PDF(Pubmed)
Abstract:
Proteotoxic stress drives numerous degenerative diseases. Cells initially adapt to misfolded proteins by activating the unfolded protein response (UPR), including endoplasmic-reticulum-associated protein degradation (ERAD). However, persistent stress triggers apoptosis. Enhancing ERAD is a promising therapeutic approach for protein misfolding diseases. The ER-localized Zn2+ transporter ZIP7 is conserved from plants to humans and required for intestinal self-renewal, Notch signaling, cell motility, and survival. However, a unifying mechanism underlying these diverse phenotypes was unknown. In studying Drosophila border cell migration, we discovered that ZIP7-mediated Zn2+ transport enhances the obligatory deubiquitination of proteins by the Rpn11 Zn2+ metalloproteinase in the proteasome lid.
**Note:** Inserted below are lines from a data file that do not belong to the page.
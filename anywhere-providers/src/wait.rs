//! Polling helpers that block a workflow until a server reaches a state.

use std::time::Duration;

use tokio_util::sync::CancellationToken;

use crate::inventory::{CloudState, DiscoveredInstance};
use crate::CloudProvider;

#[derive(Debug, Clone, Copy, PartialEq, Eq)]
pub struct WaitPolicy {
    pub interval: Duration,
    pub timeout: Duration,
}

impl Default for WaitPolicy {
    fn default() -> Self {
        Self {
            interval: Duration::from_secs(5),
            timeout: Duration::from_secs(300),
        }
    }
}

#[derive(Debug, thiserror::Error)]
pub enum WaitError {
    #[error("timed out after {0:?}")]
    Timeout(Duration),
    #[error("instance entered terminal state {0}")]
    TerminalState(CloudState),
    #[error("provider error: {0:#}")]
    Provider(#[from] anyhow::Error),
    #[error("wait cancelled")]
    Cancelled,
}

/// Polls until the server reports running. Describe failures are logged and
/// retried on the next tick; shutting-down or terminated fail immediately.
pub async fn wait_until_running(
    provider: &dyn CloudProvider,
    zone: &str,
    server_id: &str,
    policy: WaitPolicy,
    cancel: &CancellationToken,
) -> Result<DiscoveredInstance, WaitError> {
    let poll = async {
        loop {
            match provider.describe_instance(zone, server_id).await {
                Ok(Some(server)) if server.state == CloudState::Running => return Ok(server),
                Ok(Some(server)) if server.state.is_terminal_failure() => {
                    return Err(WaitError::TerminalState(server.state));
                }
                Ok(Some(server)) => {
                    tracing::debug!(zone, server_id, state = %server.state, "waiting for running");
                }
                Ok(None) => tracing::debug!(zone, server_id, "server not visible yet"),
                Err(e) => {
                    tracing::warn!(
                        zone,
                        server_id,
                        error = %format!("{e:#}"),
                        "describe failed, polling again"
                    );
                }
            }
            tokio::time::sleep(policy.interval).await;
        }
    };
    bounded(poll, policy, cancel).await
}

/// Polls until the server is gone or reports terminated.
pub async fn wait_until_terminated(
    provider: &dyn CloudProvider,
    zone: &str,
    server_id: &str,
    policy: WaitPolicy,
    cancel: &CancellationToken,
) -> Result<(), WaitError> {
    let poll = async {
        loop {
            match provider.describe_instance(zone, server_id).await {
                Ok(None) => return Ok(()),
                Ok(Some(server)) if server.state == CloudState::Terminated => return Ok(()),
                Ok(Some(server)) => {
                    tracing::debug!(
                        zone,
                        server_id,
                        state = %server.state,
                        "waiting for termination"
                    );
                }
                Err(e) => return Err(WaitError::Provider(e)),
            }
            tokio::time::sleep(policy.interval).await;
        }
    };
    bounded(poll, policy, cancel).await
}

async fn bounded<T, F>(
    poll: F,
    policy: WaitPolicy,
    cancel: &CancellationToken,
) -> Result<T, WaitError>
where
    F: std::future::Future<Output = Result<T, WaitError>>,
{
    tokio::select! {
        biased;
        _ = cancel.cancelled() => Err(WaitError::Cancelled),
        res = tokio::time::timeout(policy.timeout, poll) => match res {
            Ok(outcome) => outcome,
            Err(_) => Err(WaitError::Timeout(policy.timeout)),
        },
    }
}

#[cfg(all(test, feature = "mock"))]
mod tests {
    use super::*;
    use crate::mock::MockProvider;

    fn policy() -> WaitPolicy {
        WaitPolicy {
            interval: Duration::from_secs(5),
            timeout: Duration::from_secs(60),
        }
    }

    #[tokio::test(start_paused = true)]
    async fn test_wait_running_times_out_when_stuck() {
        let provider = MockProvider::manual();
        let id = provider
            .create_instance("zone-a", "DEV1-S", "ubuntu", None, "tag")
            .await
            .unwrap();

        let err = wait_until_running(&provider, "zone-a", &id, policy(), &CancellationToken::new())
            .await
            .unwrap_err();
        assert!(matches!(err, WaitError::Timeout(_)));
    }

    #[tokio::test(start_paused = true)]
    async fn test_wait_running_fails_on_terminal_state() {
        let provider = MockProvider::manual();
        let id = provider
            .create_instance("zone-a", "DEV1-S", "ubuntu", None, "tag")
            .await
            .unwrap();
        provider.set_state(&id, CloudState::ShuttingDown).await;

        let err = wait_until_running(&provider, "zone-a", &id, policy(), &CancellationToken::new())
            .await
            .unwrap_err();
        assert!(matches!(err, WaitError::TerminalState(CloudState::ShuttingDown)));
    }

    #[tokio::test(start_paused = true)]
    async fn test_wait_observes_cancellation() {
        let provider = MockProvider::manual();
        let id = provider
            .create_instance("zone-a", "DEV1-S", "ubuntu", None, "tag")
            .await
            .unwrap();
        let cancel = CancellationToken::new();
        cancel.cancel();

        let err = wait_until_running(&provider, "zone-a", &id, policy(), &cancel)
            .await
            .unwrap_err();
        assert!(matches!(err, WaitError::Cancelled));
    }

    #[tokio::test(start_paused = true)]
    async fn test_wait_terminated_accepts_absent_server() {
        let provider = MockProvider::manual();
        let cancel = CancellationToken::new();
        let res = wait_until_terminated(&provider, "zone-a", "missing", policy(), &cancel).await;
        assert!(res.is_ok());
    }
}
use anywhere_common::{InstanceRecord, InstanceStatus, NewInstance};
use async_trait::async_trait;
use sqlx::postgres::PgExecutor;
use sqlx::{Pool, Postgres};
use uuid::Uuid;

use super::{InventoryLock, InventoryStore, StoreError};

/// Key of the transaction-scoped advisory lock guarding admission.
const ADMISSION_LOCK_KEY: i64 = 0x616e_7977_6865_7265; // "anywhere"

const COLUMNS: &str = "id, uuid, cloud_id, region, public_address, status, \
                       direct_link, relay_link, is_deleted, created_at, updated_at";

pub struct PgStore {
    db: Pool<Postgres>,
}

impl PgStore {
    pub fn new(db: Pool<Postgres>) -> Self {
        Self { db }
    }
}

fn status_texts(statuses: &[InstanceStatus]) -> Vec<String> {
    statuses.iter().map(|s| s.as_str().to_string()).collect()
}

/// Shared by [`PgStore::create`] and the admission lock, which runs it on its own
/// transaction.
pub(super) async fn insert<'e, E>(db: E, new: &NewInstance) -> Result<InstanceRecord, StoreError>
where
    E: PgExecutor<'e>,
{
    let sql = format!(
        "INSERT INTO proxy_instances (uuid, region, cloud_id, public_address, status)
         VALUES ($1, $2, $3, $4, $5)
         RETURNING {COLUMNS}"
    );
    sqlx::query_as::<_, InstanceRecord>(&sql)
        .bind(new.uuid)
        .bind(&new.region)
        .bind(&new.cloud_id)
        .bind(&new.public_address)
        .bind(new.status)
        .fetch_one(db)
        .await
        .map_err(|e| match e {
            sqlx::Error::Database(ref db) if db.is_unique_violation() => {
                StoreError::Conflict(new.uuid)
            }
            other => StoreError::Database(other),
        })
}

pub(super) async fn oldest_active<'e, E>(
    db: E,
    region: &str,
) -> Result<Option<InstanceRecord>, StoreError>
where
    E: PgExecutor<'e>,
{
    let sql = format!(
        "SELECT {COLUMNS} FROM proxy_instances
         WHERE region = $1 AND is_deleted = FALSE AND status::text = ANY($2)
         ORDER BY created_at ASC, id ASC
         LIMIT 1"
    );
    Ok(sqlx::query_as::<_, InstanceRecord>(&sql)
        .bind(region)
        .bind(status_texts(&InstanceStatus::ACTIVE))
        .fetch_optional(db)
        .await?)
}

#[async_trait]
impl InventoryStore for PgStore {
    async fn create(&self, new: NewInstance) -> Result<InstanceRecord, StoreError> {
        insert(&self.db, &new).await
    }

    async fn get_by_uuid(&self, uuid: Uuid) -> Result<Option<InstanceRecord>, StoreError> {
        let sql =
            format!("SELECT {COLUMNS} FROM proxy_instances WHERE uuid = $1 AND is_deleted = FALSE");
        Ok(sqlx::query_as::<_, InstanceRecord>(&sql)
            .bind(uuid)
            .fetch_optional(&self.db)
            .await?)
    }

    async fn list_active(&self) -> Result<Vec<InstanceRecord>, StoreError> {
        let sql = format!(
            "SELECT {COLUMNS} FROM proxy_instances
             WHERE is_deleted = FALSE
             ORDER BY created_at DESC, id DESC"
        );
        Ok(sqlx::query_as::<_, InstanceRecord>(&sql).fetch_all(&self.db).await?)
    }

    async fn update(&self, record: &InstanceRecord) -> Result<bool, StoreError> {
        let res = sqlx::query(
            "UPDATE proxy_instances
             SET cloud_id = $2, public_address = $3, status = $4,
                 direct_link = $5, relay_link = $6, updated_at = NOW()
             WHERE uuid = $1 AND is_deleted = FALSE",
        )
        .bind(record.uuid)
        .bind(&record.cloud_id)
        .bind(&record.public_address)
        .bind(record.status)
        .bind(&record.direct_link)
        .bind(&record.relay_link)
        .execute(&self.db)
        .await?;
        Ok(res.rows_affected() > 0)
    }

    async fn update_status(&self, uuid: Uuid, status: InstanceStatus) -> Result<bool, StoreError> {
        let res = sqlx::query(
            "UPDATE proxy_instances SET status = $2, updated_at = NOW()
             WHERE uuid = $1 AND is_deleted = FALSE",
        )
        .bind(uuid)
        .bind(status)
        .execute(&self.db)
        .await?;
        Ok(res.rows_affected() > 0)
    }

    async fn update_status_and_address(
        &self,
        uuid: Uuid,
        status: InstanceStatus,
        address: &str,
    ) -> Result<bool, StoreError> {
        let res = sqlx::query(
            "UPDATE proxy_instances SET status = $2, public_address = $3, updated_at = NOW()
             WHERE uuid = $1 AND is_deleted = FALSE",
        )
        .bind(uuid)
        .bind(status)
        .bind(address)
        .execute(&self.db)
        .await?;
        Ok(res.rows_affected() > 0)
    }

    async fn transition(
        &self,
        uuid: Uuid,
        from: &[InstanceStatus],
        to: InstanceStatus,
        address: Option<&str>,
    ) -> Result<bool, StoreError> {
        let res = sqlx::query(
            "UPDATE proxy_instances
             SET status = $2, public_address = COALESCE($3, public_address), updated_at = NOW()
             WHERE uuid = $1 AND is_deleted = FALSE AND status::text = ANY($4)",
        )
        .bind(uuid)
        .bind(to)
        .bind(address)
        .bind(status_texts(from))
        .execute(&self.db)
        .await?;
        Ok(res.rows_affected() > 0)
    }

    async fn attach_cloud_id(
        &self,
        uuid: Uuid,
        cloud_id: &str,
        expected: InstanceStatus,
    ) -> Result<bool, StoreError> {
        let res = sqlx::query(
            "UPDATE proxy_instances SET cloud_id = $2, updated_at = NOW()
             WHERE uuid = $1 AND is_deleted = FALSE AND status = $3",
        )
        .bind(uuid)
        .bind(cloud_id)
        .bind(expected)
        .execute(&self.db)
        .await?;
        Ok(res.rows_affected() > 0)
    }

    async fn set_links(
        &self,
        uuid: Uuid,
        direct_link: &str,
        relay_link: &str,
    ) -> Result<bool, StoreError> {
        let res = sqlx::query(
            "UPDATE proxy_instances SET direct_link = $2, relay_link = $3, updated_at = NOW()
             WHERE uuid = $1 AND is_deleted = FALSE",
        )
        .bind(uuid)
        .bind(direct_link)
        .bind(relay_link)
        .execute(&self.db)
        .await?;
        Ok(res.rows_affected() > 0)
    }

    async fn soft_delete(&self, uuid: Uuid) -> Result<bool, StoreError> {
        let res = sqlx::query(
            "UPDATE proxy_instances SET status = 'deleted', is_deleted = TRUE, updated_at = NOW()
             WHERE uuid = $1 AND is_deleted = FALSE",
        )
        .bind(uuid)
        .execute(&self.db)
        .await?;
        Ok(res.rows_affected() > 0)
    }

    async fn has_active_in_region(&self, region: &str) -> Result<bool, StoreError> {
        let exists: bool = sqlx::query_scalar(
            "SELECT EXISTS(
               SELECT 1 FROM proxy_instances
               WHERE region = $1 AND is_deleted = FALSE AND status::text = ANY($2)
             )",
        )
        .bind(region)
        .bind(status_texts(&InstanceStatus::ACTIVE))
        .fetch_one(&self.db)
        .await?;
        Ok(exists)
    }

    async fn get_active_in_region(
        &self,
        region: &str,
    ) -> Result<Option<InstanceRecord>, StoreError> {
        oldest_active(&self.db, region).await
    }

    async fn lock(&self) -> Result<InventoryLock, StoreError> {
        let mut tx = self.db.begin().await?;
        sqlx::query("SELECT pg_advisory_xact_lock($1)")
            .bind(ADMISSION_LOCK_KEY)
            .execute(&mut *tx)
            .await?;
        Ok(InventoryLock::Postgres(tx))
    }
}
In human cells, ZIP7 and Zn2+ are limiting for deubiquitination. In a Drosophila model of neurodegeneration caused by misfolded rhodopsin (Rh1), ZIP7 overexpression degrades misfolded Rh1 and rescues photoreceptor viability and fly vision. Thus, ZIP7-mediated Zn2+ transport is a previously unknown, rate-limiting step for ERAD in vivo with therapeutic potential in protein misfolding diseases.
摘要:
蛋白质毒性应激驱动许多退行性疾病。细胞最初通过激活未折叠的蛋白质反应(UPR)来适应错误折叠的蛋白质,包括内质网相关蛋白降解(ERAD)。然而,持续的压力触发细胞凋亡。增强ERAD是蛋白质错误折叠疾病的有希望的治疗方法。ER定位的Zn2转运蛋白ZIP7从植物到人类是保守的,并且是肠道自我更新所必需的,陷波信号,细胞运动性,和生存。然而,这些不同表型的统一机制尚不清楚.在研究果蝇边缘细胞迁移时,我们发现ZIP7介导的Zn2+转运通过蛋白酶体盖中的Rpn11Zn2+金属蛋白酶增强蛋白质的强制性去泛素化。在人类细胞中,ZIP7和Zn2+限制了去泛素化。在由错误折叠的视紫红质(Rh1)引起的果蝇神经变性模型中,ZIP7过表达降解错误折叠的Rh1并挽救光感受器活力和飞行视力。因此,ZIP7介导的Zn2+转运是以前未知的,在蛋白质错误折叠疾病中具有治疗潜力的体内ERAD的限速步骤。